- Genre: Crime
- Written by: Duncan Gibbins Yale Udoff
- Directed by: Roger Spottiswoode
- Starring: Treat Williams Virginia Madsen Richard Masur CCH Pounder Mary Armstrong John Aylward
- Composer: Charles Gross
- Country of origin: United States of America
- Original language: English

Production
- Executive producer: Marianne Moloney
- Producer: Fredda Weiss
- Production locations: Seattle, Washington Tucson, Arizona
- Cinematography: Alexander Gruszynski
- Editor: Garth Craven
- Running time: 100 minutes
- Production companies: HBO Pictures Paramount Pictures MTM Enterprises

Original release
- Network: HBO
- Release: May 28, 1989

= Third Degree Burn =

1989 film by Roger Spottiswoode

Third Degree Burn is a 1989 American made-for-television crime film directed by Roger Spottiswoode, written by Duncan Gibbins and Yale Udoff, and starring Treat Williams, Virginia Madsen, Richard Masur, CCH Pounder, Mary Armstrong and John Aylward.
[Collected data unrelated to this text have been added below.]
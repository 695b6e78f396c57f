//! Integration tests for `Client` request dispatch and response shaping.
//!
//! These tests run every call against a local mock HTTP server.

use std::collections::BTreeMap;
use std::io::{Read, Write};
use std::net::TcpListener;
use std::time::Duration;

use httpwrap::{Client, ClientConfig, HttpError, Request};
use tempfile::TempDir;
use reqwest::Method;
use wiremock::matchers::{
    body_bytes, body_string, header, header_regex, method, path, query_param,
};
use wiremock::{Mock, MockServer, ResponseTemplate};

/// Mounts a responder returning `code` with `msg` as the body for any request.
async fn server_replying(code: u16, msg: &str) -> MockServer {
    let mock_server = MockServer::start().await;
    Mock::given(path("/"))
        .respond_with(ResponseTemplate::new(code).set_body_string(msg))
        .mount(&mock_server)
        .await;
    mock_server
}

/// Answers every connection with a `200` that announces 100 body bytes,
/// sends five, then hangs up. Returns the base URL.
fn truncated_body_server() -> String {
    let listener = TcpListener::bind("127.0.0.1:0").unwrap();
    let addr = listener.local_addr().unwrap();
    std::thread::spawn(move || {
        for stream in listener.incoming() {
            let Ok(mut stream) = stream else { break };
            let mut buf = [0u8; 1024];
            let mut head = Vec::new();
            while !head.windows(4).any(|w| w == b"\r\n\r\n") {
                match stream.read(&mut buf) {
                    Ok(0) | Err(_) => break,
                    Ok(n) => head.extend_from_slice(&buf[..n]),
                }
            }
            let _ = stream.write_all(b"HTTP/1.1 200 OK\r\nContent-Length: 100\r\n\r\nhello");
        }
    });
    format!("http://{addr}/")
}

const CASES: &[(u16, &str)] = &[
    (200, "success"),
    (400, "bad request"),
    (500, "internal server error"),
];

#[tokio::test]
async fn test_get_returns_status_and_body_for_every_code() {
    let client = Client::new();
    for &(code, msg) in CASES {
        let mock_server = server_replying(code, msg).await;

        let response = client
            .get(&format!("{}/", mock_server.uri()))
            .await
            .unwrap_or_else(|e| panic!("GET for {code} should succeed: {e}"));

        assert_eq!(response.status_code, code);
        assert_eq!(response.body, msg.as_bytes());
    }
}

#[tokio::test]
async fn test_client_with_default_config_matches_new() {
    let client = Client::with_config(ClientConfig::default()).unwrap();
    for &(code, msg) in CASES {
        let mock_server = server_replying(code, msg).await;
        let response = client
            .get(&format!("{}/", mock_server.uri()))
            .await
            .unwrap();
        assert_eq!(response.status_code, code);
    }
}

#[tokio::test]
async fn test_post_sends_content_type_and_body() {
    let client = Client::new();
    for &(code, msg) in CASES {
        let mock_server = MockServer::start().await;
        Mock::given(method("POST"))
            .and(path("/upload"))
            .and(header("content-type", "application/octet-stream"))
            .and(body_bytes(msg.as_bytes().to_vec()))
            .respond_with(ResponseTemplate::new(code).set_body_string(msg))
            .expect(1)
            .mount(&mock_server)
            .await;

        let url = format!("{}/upload", mock_server.uri());
        let response = client
            .post(&url, "application/octet-stream", msg.as_bytes().to_vec())
            .await
            .unwrap();

        assert_eq!(response.status_code, code);
        assert_eq!(response.text(), msg);
    }
}

#[tokio::test]
async fn test_send_returns_status_and_body_for_every_code() {
    let client = Client::new();
    for &(code, msg) in CASES {
        let mock_server = server_replying(code, msg).await;
        let request = Request::new("GET", format!("{}/", mock_server.uri()), None);

        let response = client.send(&request).await.unwrap();

        assert_eq!(response.status_code, code);
        assert_eq!(response.body, msg.as_bytes());
    }
}

#[tokio::test]
async fn test_send_reports_status_text() {
    let mock_server = server_replying(404, "nope").await;
    let request = Request::new("GET", format!("{}/", mock_server.uri()), None);

    let response = Client::new().send(&request).await.unwrap();

    assert_eq!(response.status, "404 Not Found");
    assert!(!response.is_success());
}

#[tokio::test]
async fn test_send_invalid_method_sends_nothing() {
    let mock_server = server_replying(200, "success").await;
    let request = Request::new("WRONG METHOD", format!("{}/", mock_server.uri()), None);

    let result = Client::new().send(&request).await;

    assert!(matches!(result, Err(HttpError::InvalidMethod { .. })));
    assert!(mock_server.received_requests().await.unwrap().is_empty());
}

#[tokio::test]
async fn test_send_extension_method_reaches_server() {
    let mock_server = MockServer::start().await;
    Mock::given(method("PURGE"))
        .respond_with(ResponseTemplate::new(204))
        .expect(1)
        .mount(&mock_server)
        .await;

    let request = Request::new("PURGE", format!("{}/cache", mock_server.uri()), None);
    let response = Client::new().send(&request).await.unwrap();

    assert_eq!(response.status_code, 204);
    assert!(response.body.is_empty());
}

#[tokio::test]
async fn test_send_applies_query_params_and_headers() {
    let mock_server = MockServer::start().await;
    Mock::given(method("GET"))
        .and(path("/items"))
        .and(query_param("a", "1"))
        .and(query_param("b", "2"))
        .and(header("authorization", "Bearer token-123"))
        .and(header("content-type", "application/json"))
        .respond_with(ResponseTemplate::new(200).set_body_string("[]"))
        .expect(1)
        .mount(&mock_server)
        .await;

    let mut request = Request::new("GET", format!("{}/items", mock_server.uri()), None);
    request.add_param("b", "2");
    request.add_param("a", "1");
    request.set_authorization("Bearer token-123").unwrap();
    request.set_content_type_json();

    let response = Client::new().send(&request).await.unwrap();
    assert_eq!(response.status_code, 200);

    let received = mock_server.received_requests().await.unwrap();
    assert_eq!(received[0].url.query(), Some("a=1&b=2"));
}

#[tokio::test]
async fn test_send_json_body_round_trip() {
    #[derive(serde::Serialize)]
    struct NewItem {
        name: &'static str,
    }

    #[derive(serde::Deserialize)]
    struct Created {
        id: u32,
        name: String,
    }

    let mock_server = MockServer::start().await;
    Mock::given(method("POST"))
        .and(path("/items"))
        .and(header("content-type", "application/json"))
        .and(body_string(r#"{"name":"widget"}"#))
        .respond_with(
            ResponseTemplate::new(201)
                .set_body_raw(r#"{"id":7,"name":"widget"}"#, "application/json"),
        )
        .mount(&mock_server)
        .await;

    let mut request = Request::new("POST", format!("{}/items", mock_server.uri()), None);
    request.set_json_body(&NewItem { name: "widget" }).unwrap();

    let response = Client::new().send(&request).await.unwrap();
    let created: Created = response.json().unwrap();

    assert_eq!(response.status_code, 201);
    assert_eq!(created.id, 7);
    assert_eq!(created.name, "widget");
}

#[tokio::test]
async fn test_response_headers_are_exposed() {
    let mock_server = MockServer::start().await;
    Mock::given(method("GET"))
        .respond_with(
            ResponseTemplate::new(200)
                .insert_header("x-request-id", "abc-123")
                .set_body_string("ok"),
        )
        .mount(&mock_server)
        .await;

    let response = Client::new().get(&mock_server.uri()).await.unwrap();

    assert_eq!(response.headers.get("x-request-id").unwrap(), "abc-123");
}

#[tokio::test]
async fn test_requests_carry_crate_user_agent() {
    let mock_server = MockServer::start().await;
    Mock::given(method("GET"))
        .and(header_regex("user-agent", r"^httpwrap/"))
        .respond_with(ResponseTemplate::new(200))
        .expect(1)
        .mount(&mock_server)
        .await;

    let response = Client::new().get(&mock_server.uri()).await.unwrap();
    assert_eq!(response.status_code, 200);
}

#[tokio::test]
async fn test_head_returns_empty_body() {
    let mock_server = MockServer::start().await;
    Mock::given(method("HEAD"))
        .and(path("/doc"))
        .respond_with(ResponseTemplate::new(200).insert_header("x-size", "42"))
        .expect(1)
        .mount(&mock_server)
        .await;

    let response = Client::new()
        .head(&format!("{}/doc", mock_server.uri()))
        .await
        .unwrap();

    assert_eq!(response.status_code, 200);
    assert!(response.body.is_empty());
    assert_eq!(response.headers.get("x-size").unwrap(), "42");
}

#[tokio::test]
async fn test_post_form_encodes_body() {
    let mock_server = MockServer::start().await;
    Mock::given(method("POST"))
        .and(path("/form"))
        .and(header("content-type", "application/x-www-form-urlencoded"))
        .and(body_string("a=1&b=two+words"))
        .respond_with(ResponseTemplate::new(200).set_body_string("saved"))
        .expect(1)
        .mount(&mock_server)
        .await;

    let mut form = BTreeMap::new();
    form.insert("b".to_string(), vec!["two words".to_string()]);
    form.insert("a".to_string(), vec!["1".to_string()]);

    let response = Client::new()
        .post_form(&format!("{}/form", mock_server.uri()), &form)
        .await
        .unwrap();

    assert_eq!(response.text(), "saved");
}

#[tokio::test]
async fn test_raw_send_returns_live_response() {
    let client = Client::new();
    for &(code, msg) in CASES {
        let mock_server = server_replying(code, msg).await;
        let url = format!("{}/", mock_server.uri()).parse().unwrap();
        let request = reqwest::Request::new(Method::GET, url);

        let response = client.raw_send(request).await.unwrap();
        assert_eq!(response.status().as_u16(), code);

        // The body has not been read yet; the caller drains it.
        let body = response.bytes().await.unwrap();
        assert_eq!(body.as_ref(), msg.as_bytes());
    }
}

#[tokio::test]
async fn test_timeout_is_honoured() {
    let mock_server = MockServer::start().await;
    Mock::given(method("GET"))
        .respond_with(ResponseTemplate::new(200).set_delay(Duration::from_secs(5)))
        .mount(&mock_server)
        .await;

    let config = ClientConfig {
        timeout: Duration::from_millis(200),
        ..ClientConfig::default()
    };
    let client = Client::with_config(config).unwrap();

    let result = client.get(&mock_server.uri()).await;

    let err = match result {
        Err(err @ HttpError::Timeout { .. }) => err,
        other => panic!("Expected Timeout, got: {other:?}"),
    };
    assert!(std::error::Error::source(&err).is_some());
}

#[tokio::test]
async fn test_connection_refused_is_network_error() {
    // Reserve a port, then free it so nothing is listening.
    let listener = TcpListener::bind("127.0.0.1:0").unwrap();
    let addr = listener.local_addr().unwrap();
    drop(listener);

    let result = Client::new().get(&format!("http://{addr}/")).await;

    assert!(
        matches!(result, Err(HttpError::Network { .. })),
        "Expected Network, got: {result:?}"
    );
}

#[tokio::test]
async fn test_truncated_body_is_read_error() {
    let url = truncated_body_server();

    let result = Client::new().get(&url).await;

    assert!(
        matches!(result, Err(HttpError::Read { .. })),
        "Expected Read, got: {result:?}"
    );
}

#[tokio::test]
async fn test_truncated_body_download_writes_nothing() {
    let url = truncated_body_server();
    let temp_dir = TempDir::new().unwrap();
    let target = temp_dir.path().join("partial.bin");

    let result = Client::new().download_file(&url, &target).await;

    assert!(
        matches!(result, Err(HttpError::Read { .. })),
        "Expected Read, got: {result:?}"
    );
    assert!(!target.exists());
}

#[tokio::test]
async fn test_client_shared_across_tasks() {
    let mock_server = server_replying(200, "success").await;
    let client = Client::new();
    let url = format!("{}/", mock_server.uri());

    let handles: Vec<_> = (0..8)
        .map(|_| {
            let client = client.clone();
            let url = url.clone();
            tokio::spawn(async move { client.get(&url).await })
        })
        .collect();

    for handle in handles {
        let response = handle.await.unwrap().unwrap();
        assert_eq!(response.status_code, 200);
    }
    assert_eq!(mock_server.received_requests().await.unwrap().len(), 8);
}

#[tokio::test]
async fn test_requests_work_after_closing_idle_connections() {
    let mock_server = server_replying(200, "success").await;
    let client = Client::new();
    let url = format!("{}/", mock_server.uri());

    client.get(&url).await.unwrap();
    client.close_idle_connections().unwrap();
    let response = client.get(&url).await.unwrap();

    assert_eq!(response.text(), "success");
}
It premiered on HBO on May 28, 1989.

==Plot==
Private investigator Scott Weston makes a living investigating other people's lives. A businessman, Clay Reynolds hires him to follow his wife, Anne because Clay suspects that she might be unfaithful. Scott falls in love with Anne. When her husband is murdered, Weston is framed for the crime.